* _To do_
Pull out every line in the data that has the string "keyed" in it.

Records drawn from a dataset
┌──

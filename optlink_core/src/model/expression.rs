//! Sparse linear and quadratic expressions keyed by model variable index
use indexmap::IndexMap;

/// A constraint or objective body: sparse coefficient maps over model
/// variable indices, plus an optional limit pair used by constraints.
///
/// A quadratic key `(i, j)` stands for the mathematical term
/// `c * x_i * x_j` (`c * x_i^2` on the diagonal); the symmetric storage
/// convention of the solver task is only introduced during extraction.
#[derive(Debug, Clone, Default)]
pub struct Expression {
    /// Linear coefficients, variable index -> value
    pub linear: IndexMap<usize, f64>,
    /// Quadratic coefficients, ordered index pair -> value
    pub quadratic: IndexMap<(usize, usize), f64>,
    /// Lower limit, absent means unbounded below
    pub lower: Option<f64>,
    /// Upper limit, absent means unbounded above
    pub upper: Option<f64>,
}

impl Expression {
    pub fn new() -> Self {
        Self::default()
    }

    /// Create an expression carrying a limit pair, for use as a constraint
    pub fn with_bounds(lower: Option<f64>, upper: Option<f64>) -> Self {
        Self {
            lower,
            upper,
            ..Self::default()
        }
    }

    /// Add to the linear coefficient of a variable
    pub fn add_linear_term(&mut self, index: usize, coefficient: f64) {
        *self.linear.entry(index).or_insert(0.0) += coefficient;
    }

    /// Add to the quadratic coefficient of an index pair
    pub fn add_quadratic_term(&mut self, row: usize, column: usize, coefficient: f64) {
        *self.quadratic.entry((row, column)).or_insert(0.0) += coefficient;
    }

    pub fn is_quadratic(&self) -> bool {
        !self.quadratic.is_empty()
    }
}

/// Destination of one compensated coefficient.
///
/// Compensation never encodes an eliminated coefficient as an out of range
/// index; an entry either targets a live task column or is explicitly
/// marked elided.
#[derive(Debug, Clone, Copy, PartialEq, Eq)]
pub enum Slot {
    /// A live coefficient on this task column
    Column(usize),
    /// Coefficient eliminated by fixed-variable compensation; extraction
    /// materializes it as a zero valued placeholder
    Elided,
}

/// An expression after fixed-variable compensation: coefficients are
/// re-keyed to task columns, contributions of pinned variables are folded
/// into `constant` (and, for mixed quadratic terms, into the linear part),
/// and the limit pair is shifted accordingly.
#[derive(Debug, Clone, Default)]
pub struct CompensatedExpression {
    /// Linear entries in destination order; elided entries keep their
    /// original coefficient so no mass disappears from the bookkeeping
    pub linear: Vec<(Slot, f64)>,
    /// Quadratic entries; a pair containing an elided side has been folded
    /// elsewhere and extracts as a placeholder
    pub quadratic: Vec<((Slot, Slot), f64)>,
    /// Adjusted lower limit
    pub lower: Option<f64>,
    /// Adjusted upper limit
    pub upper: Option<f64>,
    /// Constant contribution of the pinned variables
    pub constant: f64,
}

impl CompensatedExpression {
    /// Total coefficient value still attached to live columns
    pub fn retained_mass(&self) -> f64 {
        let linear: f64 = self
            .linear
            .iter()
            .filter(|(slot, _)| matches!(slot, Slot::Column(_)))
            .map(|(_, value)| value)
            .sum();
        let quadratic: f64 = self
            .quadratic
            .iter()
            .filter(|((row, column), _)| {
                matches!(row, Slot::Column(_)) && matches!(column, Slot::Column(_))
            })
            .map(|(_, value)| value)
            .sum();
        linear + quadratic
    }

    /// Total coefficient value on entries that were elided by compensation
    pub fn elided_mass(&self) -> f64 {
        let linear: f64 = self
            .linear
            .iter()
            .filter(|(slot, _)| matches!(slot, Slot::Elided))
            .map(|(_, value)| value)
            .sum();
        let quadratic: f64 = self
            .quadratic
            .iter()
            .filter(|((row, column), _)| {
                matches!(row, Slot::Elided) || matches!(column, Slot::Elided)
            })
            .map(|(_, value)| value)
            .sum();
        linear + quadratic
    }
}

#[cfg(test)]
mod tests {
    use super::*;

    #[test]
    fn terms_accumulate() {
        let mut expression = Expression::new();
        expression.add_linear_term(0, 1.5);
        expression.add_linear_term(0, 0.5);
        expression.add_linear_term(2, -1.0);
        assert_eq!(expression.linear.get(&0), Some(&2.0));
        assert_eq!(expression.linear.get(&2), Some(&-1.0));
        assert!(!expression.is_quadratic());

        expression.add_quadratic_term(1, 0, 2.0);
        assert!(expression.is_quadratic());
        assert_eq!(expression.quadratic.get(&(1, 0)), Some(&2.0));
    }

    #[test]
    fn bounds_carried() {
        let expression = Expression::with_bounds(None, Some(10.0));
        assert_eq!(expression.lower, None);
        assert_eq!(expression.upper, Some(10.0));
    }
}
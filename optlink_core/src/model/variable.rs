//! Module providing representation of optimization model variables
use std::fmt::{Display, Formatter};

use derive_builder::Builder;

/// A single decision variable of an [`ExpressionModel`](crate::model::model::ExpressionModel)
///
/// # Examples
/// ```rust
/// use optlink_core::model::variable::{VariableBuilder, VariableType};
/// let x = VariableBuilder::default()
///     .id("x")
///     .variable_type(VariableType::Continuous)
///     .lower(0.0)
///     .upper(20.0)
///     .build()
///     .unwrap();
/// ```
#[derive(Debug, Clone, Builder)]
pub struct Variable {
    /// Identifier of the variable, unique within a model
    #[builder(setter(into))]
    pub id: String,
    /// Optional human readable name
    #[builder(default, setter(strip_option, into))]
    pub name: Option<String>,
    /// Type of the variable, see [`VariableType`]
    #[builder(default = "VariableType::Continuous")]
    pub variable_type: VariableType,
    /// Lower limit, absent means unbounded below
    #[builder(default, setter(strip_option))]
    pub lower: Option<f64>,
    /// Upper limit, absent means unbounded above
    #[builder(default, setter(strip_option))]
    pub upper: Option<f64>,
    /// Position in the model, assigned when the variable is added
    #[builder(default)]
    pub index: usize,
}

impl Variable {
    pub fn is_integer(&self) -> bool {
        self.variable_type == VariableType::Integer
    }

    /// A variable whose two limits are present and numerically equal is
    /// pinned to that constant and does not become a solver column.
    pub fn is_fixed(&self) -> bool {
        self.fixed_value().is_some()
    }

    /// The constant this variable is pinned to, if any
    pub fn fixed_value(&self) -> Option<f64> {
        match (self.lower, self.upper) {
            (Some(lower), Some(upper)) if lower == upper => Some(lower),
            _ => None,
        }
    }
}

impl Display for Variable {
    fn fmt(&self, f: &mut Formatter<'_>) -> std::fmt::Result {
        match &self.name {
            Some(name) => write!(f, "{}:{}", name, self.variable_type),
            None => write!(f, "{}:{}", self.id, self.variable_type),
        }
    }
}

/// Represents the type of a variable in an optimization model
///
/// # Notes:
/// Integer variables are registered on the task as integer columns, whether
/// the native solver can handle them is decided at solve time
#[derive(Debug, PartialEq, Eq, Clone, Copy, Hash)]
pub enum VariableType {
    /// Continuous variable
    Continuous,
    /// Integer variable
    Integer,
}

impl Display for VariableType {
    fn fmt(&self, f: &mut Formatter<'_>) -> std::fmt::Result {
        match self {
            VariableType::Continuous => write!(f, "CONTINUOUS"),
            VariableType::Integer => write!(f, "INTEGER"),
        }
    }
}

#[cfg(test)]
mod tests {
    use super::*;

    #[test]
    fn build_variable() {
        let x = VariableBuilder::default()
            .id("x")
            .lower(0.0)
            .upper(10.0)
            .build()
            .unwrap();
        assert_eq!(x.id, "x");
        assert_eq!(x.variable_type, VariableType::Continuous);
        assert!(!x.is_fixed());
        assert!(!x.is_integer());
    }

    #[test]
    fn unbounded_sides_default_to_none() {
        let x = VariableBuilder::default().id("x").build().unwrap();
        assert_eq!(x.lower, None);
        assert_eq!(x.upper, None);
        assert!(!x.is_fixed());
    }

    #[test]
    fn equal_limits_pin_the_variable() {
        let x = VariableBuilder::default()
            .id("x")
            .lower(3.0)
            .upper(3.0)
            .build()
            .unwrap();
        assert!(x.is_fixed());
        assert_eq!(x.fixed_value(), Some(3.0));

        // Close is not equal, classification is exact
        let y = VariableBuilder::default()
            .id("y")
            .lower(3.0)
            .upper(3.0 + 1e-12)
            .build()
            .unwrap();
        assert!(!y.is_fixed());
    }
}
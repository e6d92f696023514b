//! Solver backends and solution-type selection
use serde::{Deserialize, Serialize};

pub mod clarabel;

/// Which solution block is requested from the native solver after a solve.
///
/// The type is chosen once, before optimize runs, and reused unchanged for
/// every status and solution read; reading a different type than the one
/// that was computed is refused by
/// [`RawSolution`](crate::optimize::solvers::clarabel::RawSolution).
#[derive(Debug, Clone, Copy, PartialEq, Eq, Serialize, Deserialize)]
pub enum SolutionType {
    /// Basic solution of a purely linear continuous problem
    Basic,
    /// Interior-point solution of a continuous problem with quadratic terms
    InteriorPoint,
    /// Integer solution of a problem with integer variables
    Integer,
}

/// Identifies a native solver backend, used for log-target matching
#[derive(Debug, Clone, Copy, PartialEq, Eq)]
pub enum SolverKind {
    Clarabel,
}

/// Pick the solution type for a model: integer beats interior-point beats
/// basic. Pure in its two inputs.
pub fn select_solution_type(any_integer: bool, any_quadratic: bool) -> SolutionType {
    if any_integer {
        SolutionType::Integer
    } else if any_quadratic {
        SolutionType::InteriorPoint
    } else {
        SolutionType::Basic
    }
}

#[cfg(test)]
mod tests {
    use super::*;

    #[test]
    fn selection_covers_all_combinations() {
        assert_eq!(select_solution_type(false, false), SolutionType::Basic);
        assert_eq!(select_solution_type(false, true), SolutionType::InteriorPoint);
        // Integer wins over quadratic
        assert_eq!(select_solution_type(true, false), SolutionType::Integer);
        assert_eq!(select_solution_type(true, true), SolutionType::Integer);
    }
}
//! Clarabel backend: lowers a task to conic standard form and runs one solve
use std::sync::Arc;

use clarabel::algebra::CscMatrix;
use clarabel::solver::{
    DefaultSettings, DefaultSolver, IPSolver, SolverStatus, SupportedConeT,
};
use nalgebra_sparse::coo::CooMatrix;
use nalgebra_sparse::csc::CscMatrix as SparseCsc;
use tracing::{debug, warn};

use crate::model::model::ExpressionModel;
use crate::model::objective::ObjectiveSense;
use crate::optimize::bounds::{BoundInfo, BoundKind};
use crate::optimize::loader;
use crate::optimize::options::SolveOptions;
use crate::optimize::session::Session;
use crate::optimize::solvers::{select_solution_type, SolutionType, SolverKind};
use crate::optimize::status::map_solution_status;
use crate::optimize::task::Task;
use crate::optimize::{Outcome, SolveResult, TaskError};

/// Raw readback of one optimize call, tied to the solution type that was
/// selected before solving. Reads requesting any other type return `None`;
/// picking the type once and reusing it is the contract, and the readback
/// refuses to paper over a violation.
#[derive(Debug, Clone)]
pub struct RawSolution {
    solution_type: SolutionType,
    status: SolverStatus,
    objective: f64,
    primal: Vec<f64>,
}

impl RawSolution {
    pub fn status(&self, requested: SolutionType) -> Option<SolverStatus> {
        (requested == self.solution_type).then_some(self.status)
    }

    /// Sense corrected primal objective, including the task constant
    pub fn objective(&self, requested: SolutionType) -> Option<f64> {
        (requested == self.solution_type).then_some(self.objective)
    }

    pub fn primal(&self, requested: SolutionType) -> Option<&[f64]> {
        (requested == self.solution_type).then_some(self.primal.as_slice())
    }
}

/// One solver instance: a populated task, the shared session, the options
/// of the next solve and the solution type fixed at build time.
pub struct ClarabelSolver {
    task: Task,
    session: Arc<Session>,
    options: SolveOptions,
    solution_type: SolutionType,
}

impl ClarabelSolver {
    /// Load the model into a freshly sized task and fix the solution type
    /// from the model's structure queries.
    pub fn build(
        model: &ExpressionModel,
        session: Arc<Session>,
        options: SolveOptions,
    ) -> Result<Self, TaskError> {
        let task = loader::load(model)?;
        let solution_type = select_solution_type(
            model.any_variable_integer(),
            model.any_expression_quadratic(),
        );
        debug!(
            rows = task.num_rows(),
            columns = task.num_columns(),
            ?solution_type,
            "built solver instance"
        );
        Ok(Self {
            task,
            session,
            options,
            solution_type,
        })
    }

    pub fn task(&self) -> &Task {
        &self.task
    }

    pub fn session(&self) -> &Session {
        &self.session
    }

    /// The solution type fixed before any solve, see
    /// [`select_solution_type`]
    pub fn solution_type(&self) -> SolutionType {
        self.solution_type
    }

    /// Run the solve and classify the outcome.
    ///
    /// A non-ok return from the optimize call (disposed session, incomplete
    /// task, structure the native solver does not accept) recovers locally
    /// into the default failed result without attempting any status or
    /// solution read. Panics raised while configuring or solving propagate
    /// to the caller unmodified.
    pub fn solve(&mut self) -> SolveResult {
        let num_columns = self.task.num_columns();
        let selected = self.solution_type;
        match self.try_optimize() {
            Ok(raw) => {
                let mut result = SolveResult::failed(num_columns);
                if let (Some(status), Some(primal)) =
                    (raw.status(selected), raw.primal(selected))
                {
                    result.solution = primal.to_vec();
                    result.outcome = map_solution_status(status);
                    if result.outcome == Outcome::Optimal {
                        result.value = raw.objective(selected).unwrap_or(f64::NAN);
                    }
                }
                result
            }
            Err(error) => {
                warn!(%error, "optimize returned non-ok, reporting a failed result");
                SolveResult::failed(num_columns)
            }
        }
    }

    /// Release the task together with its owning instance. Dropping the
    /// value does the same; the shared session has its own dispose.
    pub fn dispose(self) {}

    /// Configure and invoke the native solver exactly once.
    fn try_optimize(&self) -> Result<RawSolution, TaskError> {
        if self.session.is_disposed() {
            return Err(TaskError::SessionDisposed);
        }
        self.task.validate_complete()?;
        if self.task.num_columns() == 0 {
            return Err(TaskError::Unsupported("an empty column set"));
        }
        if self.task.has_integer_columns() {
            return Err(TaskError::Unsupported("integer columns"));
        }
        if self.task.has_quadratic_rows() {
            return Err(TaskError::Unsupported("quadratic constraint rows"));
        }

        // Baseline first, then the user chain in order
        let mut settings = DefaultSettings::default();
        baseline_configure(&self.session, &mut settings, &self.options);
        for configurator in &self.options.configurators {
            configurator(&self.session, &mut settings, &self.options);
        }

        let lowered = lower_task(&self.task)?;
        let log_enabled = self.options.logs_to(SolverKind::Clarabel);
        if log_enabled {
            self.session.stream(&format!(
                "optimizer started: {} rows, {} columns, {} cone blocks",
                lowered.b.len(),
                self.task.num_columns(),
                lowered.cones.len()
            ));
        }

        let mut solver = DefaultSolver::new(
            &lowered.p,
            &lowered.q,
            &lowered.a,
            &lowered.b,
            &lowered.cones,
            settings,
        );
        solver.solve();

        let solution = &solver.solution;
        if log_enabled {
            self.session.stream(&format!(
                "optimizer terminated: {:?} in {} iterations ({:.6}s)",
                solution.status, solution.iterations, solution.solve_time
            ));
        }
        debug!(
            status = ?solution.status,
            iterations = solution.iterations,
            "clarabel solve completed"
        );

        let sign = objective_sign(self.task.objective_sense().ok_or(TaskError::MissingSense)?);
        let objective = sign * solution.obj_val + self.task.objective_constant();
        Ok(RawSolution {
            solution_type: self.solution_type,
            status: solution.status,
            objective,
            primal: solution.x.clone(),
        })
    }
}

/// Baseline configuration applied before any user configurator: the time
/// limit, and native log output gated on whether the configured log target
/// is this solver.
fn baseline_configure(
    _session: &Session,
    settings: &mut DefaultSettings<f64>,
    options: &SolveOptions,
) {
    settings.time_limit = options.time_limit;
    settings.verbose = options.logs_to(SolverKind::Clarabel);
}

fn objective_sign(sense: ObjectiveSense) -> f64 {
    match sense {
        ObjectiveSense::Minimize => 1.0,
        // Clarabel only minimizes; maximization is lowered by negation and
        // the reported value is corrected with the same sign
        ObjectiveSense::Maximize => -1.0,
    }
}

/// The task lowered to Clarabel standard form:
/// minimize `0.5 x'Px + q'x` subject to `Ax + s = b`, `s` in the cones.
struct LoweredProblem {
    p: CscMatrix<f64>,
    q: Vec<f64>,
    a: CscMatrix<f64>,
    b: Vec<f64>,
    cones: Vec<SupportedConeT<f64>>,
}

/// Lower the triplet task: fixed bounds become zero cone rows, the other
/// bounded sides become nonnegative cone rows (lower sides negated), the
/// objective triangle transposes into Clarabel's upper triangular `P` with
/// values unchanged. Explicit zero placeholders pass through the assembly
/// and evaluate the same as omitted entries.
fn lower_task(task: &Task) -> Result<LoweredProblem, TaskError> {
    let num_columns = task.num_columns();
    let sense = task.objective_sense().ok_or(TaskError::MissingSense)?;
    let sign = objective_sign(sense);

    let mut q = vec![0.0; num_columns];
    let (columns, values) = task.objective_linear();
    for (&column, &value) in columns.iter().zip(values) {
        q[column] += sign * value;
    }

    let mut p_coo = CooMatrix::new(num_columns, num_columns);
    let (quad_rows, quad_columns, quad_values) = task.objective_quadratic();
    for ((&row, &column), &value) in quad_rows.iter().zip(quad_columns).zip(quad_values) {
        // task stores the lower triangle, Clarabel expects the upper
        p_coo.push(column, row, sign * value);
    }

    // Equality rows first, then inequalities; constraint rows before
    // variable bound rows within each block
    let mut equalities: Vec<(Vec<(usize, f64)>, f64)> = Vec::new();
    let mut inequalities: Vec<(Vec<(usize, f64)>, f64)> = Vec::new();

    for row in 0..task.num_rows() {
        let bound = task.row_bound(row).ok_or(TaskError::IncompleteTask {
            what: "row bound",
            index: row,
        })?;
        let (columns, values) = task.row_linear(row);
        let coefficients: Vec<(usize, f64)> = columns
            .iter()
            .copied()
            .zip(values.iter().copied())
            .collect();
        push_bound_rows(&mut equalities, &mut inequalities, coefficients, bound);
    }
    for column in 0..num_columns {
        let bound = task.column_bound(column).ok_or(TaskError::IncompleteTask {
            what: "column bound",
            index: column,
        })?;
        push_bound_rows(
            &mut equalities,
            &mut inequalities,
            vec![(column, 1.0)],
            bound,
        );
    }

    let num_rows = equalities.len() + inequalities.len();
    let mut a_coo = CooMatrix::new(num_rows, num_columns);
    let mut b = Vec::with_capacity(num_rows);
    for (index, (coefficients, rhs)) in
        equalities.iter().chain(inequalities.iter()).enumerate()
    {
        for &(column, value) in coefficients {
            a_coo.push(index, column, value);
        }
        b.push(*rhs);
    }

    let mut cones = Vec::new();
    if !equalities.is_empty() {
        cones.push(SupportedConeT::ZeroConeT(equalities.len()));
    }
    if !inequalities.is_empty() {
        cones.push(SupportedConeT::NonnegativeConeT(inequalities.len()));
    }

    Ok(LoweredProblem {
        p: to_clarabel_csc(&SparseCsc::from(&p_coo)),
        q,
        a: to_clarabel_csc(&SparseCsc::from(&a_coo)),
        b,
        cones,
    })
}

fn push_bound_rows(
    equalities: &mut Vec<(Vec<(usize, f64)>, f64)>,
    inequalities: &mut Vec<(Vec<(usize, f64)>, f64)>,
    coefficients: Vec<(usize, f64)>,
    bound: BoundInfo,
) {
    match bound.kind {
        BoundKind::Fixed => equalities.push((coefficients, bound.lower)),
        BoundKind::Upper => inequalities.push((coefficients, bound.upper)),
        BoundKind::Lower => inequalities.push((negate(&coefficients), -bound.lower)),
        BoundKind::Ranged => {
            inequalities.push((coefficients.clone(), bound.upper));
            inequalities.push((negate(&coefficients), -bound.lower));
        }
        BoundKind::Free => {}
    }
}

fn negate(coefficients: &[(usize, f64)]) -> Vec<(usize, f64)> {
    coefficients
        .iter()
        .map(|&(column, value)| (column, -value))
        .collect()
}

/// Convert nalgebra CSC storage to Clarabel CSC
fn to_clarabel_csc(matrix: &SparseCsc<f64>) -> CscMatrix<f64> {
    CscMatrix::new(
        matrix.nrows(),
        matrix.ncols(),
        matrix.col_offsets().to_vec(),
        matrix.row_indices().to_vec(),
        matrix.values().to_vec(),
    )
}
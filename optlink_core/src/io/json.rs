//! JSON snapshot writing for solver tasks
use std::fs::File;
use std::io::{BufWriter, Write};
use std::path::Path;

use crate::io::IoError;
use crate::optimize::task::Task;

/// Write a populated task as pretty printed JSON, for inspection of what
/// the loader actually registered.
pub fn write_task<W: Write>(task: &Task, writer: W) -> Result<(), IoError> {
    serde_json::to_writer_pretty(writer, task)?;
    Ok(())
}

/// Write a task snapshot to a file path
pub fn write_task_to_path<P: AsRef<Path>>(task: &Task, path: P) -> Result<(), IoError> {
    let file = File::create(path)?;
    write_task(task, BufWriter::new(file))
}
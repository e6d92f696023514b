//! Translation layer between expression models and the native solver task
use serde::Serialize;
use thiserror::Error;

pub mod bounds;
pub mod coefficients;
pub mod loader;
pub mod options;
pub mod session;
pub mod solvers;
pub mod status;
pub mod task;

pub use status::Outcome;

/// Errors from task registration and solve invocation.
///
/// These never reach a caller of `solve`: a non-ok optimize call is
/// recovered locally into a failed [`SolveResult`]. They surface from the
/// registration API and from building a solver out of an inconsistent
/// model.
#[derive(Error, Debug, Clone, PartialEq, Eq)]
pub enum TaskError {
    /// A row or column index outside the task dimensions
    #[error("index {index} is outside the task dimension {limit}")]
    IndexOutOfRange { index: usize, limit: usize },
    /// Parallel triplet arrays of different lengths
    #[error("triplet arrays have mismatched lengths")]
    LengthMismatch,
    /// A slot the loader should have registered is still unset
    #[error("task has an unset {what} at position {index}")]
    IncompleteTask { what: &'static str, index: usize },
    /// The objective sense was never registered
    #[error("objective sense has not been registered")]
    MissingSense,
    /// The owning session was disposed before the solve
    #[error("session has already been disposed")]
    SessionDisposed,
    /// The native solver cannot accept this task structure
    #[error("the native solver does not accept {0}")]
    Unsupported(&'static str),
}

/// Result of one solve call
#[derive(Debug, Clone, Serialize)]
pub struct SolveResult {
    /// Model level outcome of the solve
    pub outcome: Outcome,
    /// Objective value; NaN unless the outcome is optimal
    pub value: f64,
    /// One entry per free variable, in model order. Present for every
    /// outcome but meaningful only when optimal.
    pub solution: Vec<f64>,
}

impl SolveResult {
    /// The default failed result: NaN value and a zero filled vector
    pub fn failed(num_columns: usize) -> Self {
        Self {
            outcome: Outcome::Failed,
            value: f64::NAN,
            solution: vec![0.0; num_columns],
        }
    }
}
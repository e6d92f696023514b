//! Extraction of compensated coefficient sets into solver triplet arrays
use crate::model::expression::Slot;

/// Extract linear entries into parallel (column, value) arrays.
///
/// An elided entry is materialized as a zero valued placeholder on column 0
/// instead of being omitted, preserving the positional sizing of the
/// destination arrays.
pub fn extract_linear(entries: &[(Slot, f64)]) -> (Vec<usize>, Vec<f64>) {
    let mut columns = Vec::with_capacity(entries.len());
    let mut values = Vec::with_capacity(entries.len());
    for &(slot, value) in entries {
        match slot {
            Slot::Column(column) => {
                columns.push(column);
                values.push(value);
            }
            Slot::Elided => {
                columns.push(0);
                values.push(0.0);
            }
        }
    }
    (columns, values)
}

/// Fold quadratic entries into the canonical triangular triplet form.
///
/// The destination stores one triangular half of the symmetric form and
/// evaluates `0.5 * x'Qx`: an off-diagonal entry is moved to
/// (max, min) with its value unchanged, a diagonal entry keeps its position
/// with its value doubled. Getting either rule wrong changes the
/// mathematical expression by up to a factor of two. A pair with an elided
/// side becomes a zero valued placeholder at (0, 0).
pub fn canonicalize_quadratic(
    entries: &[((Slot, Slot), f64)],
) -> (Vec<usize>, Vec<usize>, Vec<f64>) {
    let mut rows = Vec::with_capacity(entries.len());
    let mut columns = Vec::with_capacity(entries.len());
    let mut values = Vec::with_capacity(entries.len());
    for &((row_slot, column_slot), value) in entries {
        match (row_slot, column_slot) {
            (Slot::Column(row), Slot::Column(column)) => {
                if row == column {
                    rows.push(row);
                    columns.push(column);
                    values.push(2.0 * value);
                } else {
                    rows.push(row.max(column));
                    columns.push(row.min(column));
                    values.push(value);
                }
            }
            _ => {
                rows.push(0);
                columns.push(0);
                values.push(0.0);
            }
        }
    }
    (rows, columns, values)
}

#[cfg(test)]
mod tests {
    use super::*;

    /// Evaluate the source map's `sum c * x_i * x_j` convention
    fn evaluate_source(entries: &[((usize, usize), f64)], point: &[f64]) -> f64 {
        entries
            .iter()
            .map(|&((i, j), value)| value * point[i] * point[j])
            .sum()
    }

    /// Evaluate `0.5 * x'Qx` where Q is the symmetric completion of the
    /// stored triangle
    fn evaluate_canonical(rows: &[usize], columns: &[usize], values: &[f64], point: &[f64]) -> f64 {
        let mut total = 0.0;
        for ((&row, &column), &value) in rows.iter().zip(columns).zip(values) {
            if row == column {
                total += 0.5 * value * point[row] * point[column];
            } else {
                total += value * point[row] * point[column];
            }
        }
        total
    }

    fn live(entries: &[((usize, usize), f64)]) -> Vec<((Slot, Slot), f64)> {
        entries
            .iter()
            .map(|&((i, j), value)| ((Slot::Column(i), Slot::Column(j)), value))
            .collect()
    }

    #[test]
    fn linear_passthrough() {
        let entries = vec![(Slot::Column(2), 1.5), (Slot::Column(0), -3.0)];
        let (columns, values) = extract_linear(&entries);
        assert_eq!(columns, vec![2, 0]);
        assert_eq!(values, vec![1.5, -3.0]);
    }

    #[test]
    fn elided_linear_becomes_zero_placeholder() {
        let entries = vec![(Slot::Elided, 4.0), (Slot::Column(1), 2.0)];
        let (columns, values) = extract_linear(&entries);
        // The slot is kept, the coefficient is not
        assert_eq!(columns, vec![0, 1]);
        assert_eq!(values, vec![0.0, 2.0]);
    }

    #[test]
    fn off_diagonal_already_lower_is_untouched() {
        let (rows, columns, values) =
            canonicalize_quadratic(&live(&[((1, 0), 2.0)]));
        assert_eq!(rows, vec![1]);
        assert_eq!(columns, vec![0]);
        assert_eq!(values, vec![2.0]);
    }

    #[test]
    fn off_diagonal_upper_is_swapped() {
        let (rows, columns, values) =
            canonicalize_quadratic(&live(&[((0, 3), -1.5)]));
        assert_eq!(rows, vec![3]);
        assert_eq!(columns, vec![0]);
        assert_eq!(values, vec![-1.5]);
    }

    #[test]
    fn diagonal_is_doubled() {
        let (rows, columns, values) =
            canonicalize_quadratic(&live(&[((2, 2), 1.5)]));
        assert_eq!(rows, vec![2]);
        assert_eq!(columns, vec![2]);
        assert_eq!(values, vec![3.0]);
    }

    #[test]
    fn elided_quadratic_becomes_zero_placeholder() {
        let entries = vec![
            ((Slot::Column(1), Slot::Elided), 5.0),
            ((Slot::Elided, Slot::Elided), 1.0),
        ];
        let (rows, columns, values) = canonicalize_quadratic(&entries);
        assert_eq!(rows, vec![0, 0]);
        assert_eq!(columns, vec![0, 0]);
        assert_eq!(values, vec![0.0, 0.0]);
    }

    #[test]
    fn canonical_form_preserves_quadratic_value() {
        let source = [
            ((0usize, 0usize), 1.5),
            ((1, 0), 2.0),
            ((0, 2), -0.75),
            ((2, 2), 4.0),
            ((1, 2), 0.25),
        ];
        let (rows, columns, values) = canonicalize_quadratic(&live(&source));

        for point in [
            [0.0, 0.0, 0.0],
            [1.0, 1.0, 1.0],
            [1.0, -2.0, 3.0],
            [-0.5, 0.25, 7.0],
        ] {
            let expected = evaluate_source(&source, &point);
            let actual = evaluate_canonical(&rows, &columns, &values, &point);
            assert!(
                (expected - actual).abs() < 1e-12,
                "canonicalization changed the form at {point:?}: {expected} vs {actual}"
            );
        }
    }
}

└──

* _Problem solution_
//! Sparse linear and quadratic expressions keyed by model variable index
/// re-keyed to task columns, contributions of pinned variables are folded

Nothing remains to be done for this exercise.